- Date: 16–21 January
- Edition: 2nd
- Surface: Hard (indoor)
- Location: Koblenz, Germany

Champions

Singles
- Mats Moraing

Doubles
- Romain Arneodo / Tristan-Samuel Weissborn
| Koblenz Open |

= 2018 Koblenz Open =

The 2018 Koblenz Open was a professional tennis tournament played on indoor hard courts. It was the second edition of the tournament which was part of the 2018 ATP Challenger Tour. It took place in Koblenz, Germany between 16 and 21 January 2018.

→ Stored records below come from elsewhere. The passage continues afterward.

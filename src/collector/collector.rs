//! Collection pass combining discovery, supervision and status parsing.
//!
//! The `ServiceCollector` turns the current state of every supervised
//! service into gauge samples. It keeps no state between passes.

use std::time::{Duration, Instant};

use tracing::{debug, warn};

use crate::collector::error::CollectError;
use crate::collector::procfs::{KNOWN_METRICS, KnownMetricSpec, ProcessStatusSnapshot, StatusReader};
use crate::collector::runit::{RunitSupervisor, Service, ServiceDiscovery, ServiceLabels, Supervisor};
use crate::collector::traits::FileSystem;
use crate::config::ExporterConfig;
use crate::metrics::{MetricSample, MetricSink};

/// Bookkeeping for one collection pass.
#[derive(Debug, Clone, Default, PartialEq, Eq)]
pub struct PassSummary {
    /// Services found by discovery.
    pub services: usize,
    /// Services that contributed no samples because of an error.
    pub failed: usize,
    /// Samples written to the sink.
    pub samples: usize,
    /// Wall time of the pass.
    pub elapsed: Duration,
}

/// Result of collecting one service.
#[derive(Debug)]
pub struct ServiceOutcome {
    pub service: Service,
    pub labels: ServiceLabels,
    pub result: Result<ProcessStatusSnapshot, CollectError>,
}

/// Collects status metrics for every supervised service.
pub struct ServiceCollector<F: FileSystem + Clone, S: Supervisor = RunitSupervisor<F>> {
    discovery: ServiceDiscovery<F>,
    supervisor: S,
    status_reader: StatusReader<F>,
    specs: &'static [KnownMetricSpec],
}

impl<F: FileSystem + Clone> ServiceCollector<F> {
    /// Creates a collector querying runit's on-disk state.
    ///
    /// # Arguments
    /// * `fs` - Filesystem implementation (real or mock)
    /// * `config` - Service roots, proc path and runit file names
    pub fn new(fs: F, config: &ExporterConfig) -> Self {
        let supervisor = RunitSupervisor::new(fs.clone(), config);
        Self::with_supervisor(fs, config, supervisor)
    }
}

impl<F: FileSystem + Clone, S: Supervisor> ServiceCollector<F, S> {
    /// Creates a collector with a custom supervisor.
    pub fn with_supervisor(fs: F, config: &ExporterConfig, supervisor: S) -> Self {
        Self {
            discovery: ServiceDiscovery::new(
                fs.clone(),
                config.roots.clone(),
                config.supervise_dir.clone(),
            ),
            supervisor,
            status_reader: StatusReader::new(fs, config.proc_path.clone(), &KNOWN_METRICS),
            specs: &KNOWN_METRICS,
        }
    }

    /// Metric table used for emission.
    pub fn specs(&self) -> &'static [KnownMetricSpec] {
        self.specs
    }

    /// Resolves labels and the status snapshot of one service.
    pub fn collect_service(&self, service: Service) -> ServiceOutcome {
        let labels = ServiceLabels::new(&service, &self.supervisor.channel_id(&service));
        let result = self
            .supervisor
            .live_pid(&service)
            .and_then(|pid| self.status_reader.snapshot(pid));

        ServiceOutcome {
            service,
            labels,
            result,
        }
    }

    /// Runs one collection pass, writing samples to `sink`.
    ///
    /// Fails only if no service root could be walked. Services that fail are
    /// logged and contribute no samples.
    pub fn collect_into(&self, sink: &mut dyn MetricSink) -> Result<PassSummary, CollectError> {
        let start = Instant::now();
        let services = self.discovery.discover()?;

        let mut summary = PassSummary {
            services: services.len(),
            ..Default::default()
        };

        let outcomes: Vec<ServiceOutcome> = services
            .into_iter()
            .map(|service| self.collect_service(service))
            .collect();

        for outcome in outcomes {
            match outcome.result {
                Ok(snapshot) => {
                    summary.samples += self.emit(&outcome.labels, &snapshot, sink);
                }
                Err(e) => {
                    summary.failed += 1;
                    warn!(
                        "Failed to get metrics for service {} ({}): {}",
                        outcome.service.name, outcome.service, e
                    );
                }
            }
        }

        summary.elapsed = start.elapsed();
        debug!(
            "Pass finished: {} services, {} failed, {} samples in {:?}",
            summary.services, summary.failed, summary.samples, summary.elapsed
        );
        Ok(summary)
    }

    /// Runs one collection pass and returns the samples.
    pub fn collect(&self) -> Result<(Vec<MetricSample>, PassSummary), CollectError> {
        let mut samples = Vec::new();
        let summary = self.collect_into(&mut samples)?;
        Ok((samples, summary))
    }

    fn emit(
        &self,
        labels: &ServiceLabels,
        snapshot: &ProcessStatusSnapshot,
        sink: &mut dyn MetricSink,
    ) -> usize {
        let keys = labels.keys();
        let values = labels.values();
        let mut emitted = 0;

        for spec in self.specs {
            if let Some(value) = snapshot.get(spec.metric_name) {
                sink.submit(MetricSample::gauge(
                    spec.metric_name,
                    spec.description,
                    keys.clone(),
                    values.clone(),
                    value as f64,
                ));
                emitted += 1;
            }
        }

        emitted
    }
}

#[cfg(test)]
mod tests {
    use super::*;
    use crate::collector::mock::MockFs;
    use crate::collector::runit::SvStatus;
    use std::path::PathBuf;

    fn config(roots: &[&str]) -> ExporterConfig {
        ExporterConfig::default().with_roots(roots.iter().map(PathBuf::from).collect())
    }

    fn samples_for<'a>(samples: &'a [MetricSample], service: &str) -> Vec<&'a MetricSample> {
        samples
            .iter()
            .filter(|s| s.label("service") == Some(service))
            .collect()
    }

    fn value(samples: &[MetricSample], service: &str, name: &str) -> Option<f64> {
        samples_for(samples, service)
            .into_iter()
            .find(|s| s.name == name)
            .map(|s| s.value)
    }

    #[test]
    fn test_typical_services() {
        let fs = MockFs::typical_services();
        let collector = ServiceCollector::new(fs, &config(&["/service/", "/tmp/service/"]));

        let (samples, summary) = collector.collect().unwrap();

        // encoder, web and web/log are discovered; the log service is down.
        assert_eq!(summary.services, 3);
        assert_eq!(summary.failed, 1);
        assert_eq!(summary.samples, 8);
        assert_eq!(samples.len(), 8);

        assert_eq!(
            value(&samples, "encoder", "service_mem_vmrss"),
            Some(2048.0 * 1024.0)
        );
        assert_eq!(value(&samples, "encoder", "service_threads"), Some(4.0));
        assert_eq!(value(&samples, "web", "service_threads"), Some(1.0));
        assert_eq!(
            value(&samples, "web", "service_nonvoluntary_ctxt_switches"),
            Some(17.0)
        );
        assert!(samples_for(&samples, "log").is_empty());
    }

    #[test]
    fn test_labels_include_channel_id() {
        let fs = MockFs::typical_services();
        let collector = ServiceCollector::new(fs, &config(&["/service/"]));
        let (samples, _) = collector.collect().unwrap();

        for sample in samples_for(&samples, "encoder") {
            assert_eq!(sample.label_keys, vec!["service", "channel_id"]);
            assert_eq!(sample.label_values, vec!["encoder", "3"]);
        }
        for sample in samples_for(&samples, "web") {
            assert_eq!(sample.label_keys, vec!["service"]);
        }
    }

    #[test]
    fn test_absent_fields_are_not_emitted() {
        let mut fs = MockFs::new();
        fs.add_running_service("/service", "svc", 10);
        fs.add_process_status(10, "Name:\tsvc\nThreads:\t2\n");

        let collector = ServiceCollector::new(fs, &config(&["/service"]));
        let (samples, _) = collector.collect().unwrap();

        assert_eq!(samples.len(), 1);
        assert_eq!(samples[0].name, "service_threads");
        assert_eq!(samples[0].description, "Number of threads");
    }

    #[test]
    fn test_malformed_record_skips_service() {
        let mut fs = MockFs::typical_services();
        fs.add_process_status(1200, "VmRSS:\tmany kB\nThreads:\t4\n");

        let collector = ServiceCollector::new(fs, &config(&["/service/"]));
        let (samples, summary) = collector.collect().unwrap();

        assert_eq!(summary.failed, 2);
        assert!(samples_for(&samples, "encoder").is_empty());
        assert_eq!(samples_for(&samples, "web").len(), 4);
    }

    #[test]
    fn test_process_gone_skips_service() {
        let mut fs = MockFs::typical_services();
        fs.remove_file("/proc/1300/status");

        let collector = ServiceCollector::new(fs, &config(&["/service/"]));
        let outcome = collector.collect_service(Service::new("web", "/service/"));
        assert!(matches!(
            outcome.result,
            Err(CollectError::SourceUnavailable { pid: 1300, .. })
        ));

        let (samples, _) = collector.collect().unwrap();
        assert!(samples_for(&samples, "web").is_empty());
        assert_eq!(samples_for(&samples, "encoder").len(), 4);
    }

    #[test]
    fn test_non_utf8_process_name_is_collected() {
        let mut fs = MockFs::new();
        fs.add_running_service("/service", "svc", 10);
        let mut status = b"Name:\t".to_vec();
        status.extend_from_slice(&"сервис-э".as_bytes()[..14]);
        status.extend_from_slice(b"\nVmRSS:\t  2048 kB\nThreads:\t4\n");
        fs.add_file("/proc/10/status", status);

        let collector = ServiceCollector::new(fs, &config(&["/service"]));
        let (samples, summary) = collector.collect().unwrap();

        assert_eq!(summary.failed, 0);
        assert_eq!(samples.len(), 2);
        assert_eq!(value(&samples, "svc", "service_mem_vmrss"), Some(2048.0 * 1024.0));
    }

    #[test]
    fn test_orphaned_status_is_not_trusted() {
        let mut fs = MockFs::typical_services();
        // runsv of web is gone and pid 1300 now belongs to something else.
        fs.add_fifo("/service/web/supervise/ok", false);

        let collector = ServiceCollector::new(fs, &config(&["/service/"]));
        let outcome = collector.collect_service(Service::new("web", "/service/"));
        assert!(matches!(
            outcome.result,
            Err(CollectError::SupervisionUnavailable { .. })
        ));

        let (samples, summary) = collector.collect().unwrap();
        assert_eq!(summary.failed, 2);
        assert!(samples_for(&samples, "web").is_empty());
        assert_eq!(samples_for(&samples, "encoder").len(), 4);
    }

    #[test]
    fn test_unreadable_root_with_two_valid_services() {
        let mut fs = MockFs::typical_services();
        fs.add_dir("/tmp/service/hidden/supervise");
        fs.deny("/tmp/service");

        let collector = ServiceCollector::new(fs, &config(&["/tmp/service/", "/service/"]));
        let (samples, _) = collector.collect().unwrap();

        let mut services: Vec<&str> = samples.iter().filter_map(|s| s.label("service")).collect();
        services.dedup();
        assert_eq!(services, vec!["encoder", "web"]);
    }

    #[test]
    fn test_no_walkable_root_fails_the_pass() {
        let collector = ServiceCollector::new(MockFs::new(), &config(&["/service/"]));
        assert!(matches!(
            collector.collect(),
            Err(CollectError::NoServiceRoots(_))
        ));
    }

    #[test]
    fn test_passes_are_idempotent() {
        let collector = ServiceCollector::new(MockFs::typical_services(), &config(&["/service/"]));

        let (first, _) = collector.collect().unwrap();
        let (second, _) = collector.collect().unwrap();
        assert_eq!(first, second);
    }

    struct FixedSupervisor(u32);

    impl Supervisor for FixedSupervisor {
        fn status(&self, _service: &Service) -> Result<SvStatus, CollectError> {
            Ok(SvStatus::running(self.0, chrono::Utc::now()))
        }

        fn channel_id(&self, _service: &Service) -> String {
            "fixed".to_string()
        }
    }

    #[test]
    fn test_custom_supervisor() {
        let mut fs = MockFs::new();
        fs.add_dir("/service/a.b/supervise");
        fs.add_process_status(99, "Threads:\t8\n");

        let collector =
            ServiceCollector::with_supervisor(fs, &config(&["/service"]), FixedSupervisor(99));
        let (samples, _) = collector.collect().unwrap();

        assert_eq!(samples.len(), 1);
        assert_eq!(samples[0].label("service"), Some("b"));
        assert_eq!(samples[0].label("channel_id"), Some("fixed"));
        assert_eq!(samples[0].value, 8.0);
    }
}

==Singles main-draw entrants==

===Seeds===

| Country | Player | Rank^{1} | Seed |
|---|---|---|---|
| RUS | Andrey Kuznetsov | 104 | 1 |
| ITA | Marco Cecchinato | 106 | 2 |
| UKR | Sergiy Stakhovsky | 122 | 3 |
| GER | Oscar Otte | 133 | 4 |
| GER | Yannick Maden | 146 | 5 |
| FRA | Kenny de Schepper | 154 | 6 |
| SVK | Andrej Martin | 159 | 7 |
| ESP | Tommy Robredo | 163 | 8 |

- ^{1} Rankings are as of 8 January 2018.

===Other entrants===
The following players received wildcards into the singles main draw:
- GER Jan Choinski
- GER Benjamin Hassan
- GER Marvin Möller
- GER Mats Moraing

The following players received entry into the singles main draw as alternates:
- BLR Ilya Ivashka
- ESP Tommy Robredo
- UKR Sergiy Stakhovsky

The following players received entry from the qualifying draw:
- BEL Joris De Loore
- BEL Christopher Heyman
- SVK Filip Horanský
- SWE Mikael Ymer

==Champions==

===Singles===

- GER Mats Moraing def. FRA Kenny de Schepper 6–2, 6–1.

===Doubles===

- MON Romain Arneodo / AUT Tristan-Samuel Weissborn def. NED Sander Arends / CRO Antonio Šančić 6–7^{(4–7)}, 7–5, [10–6].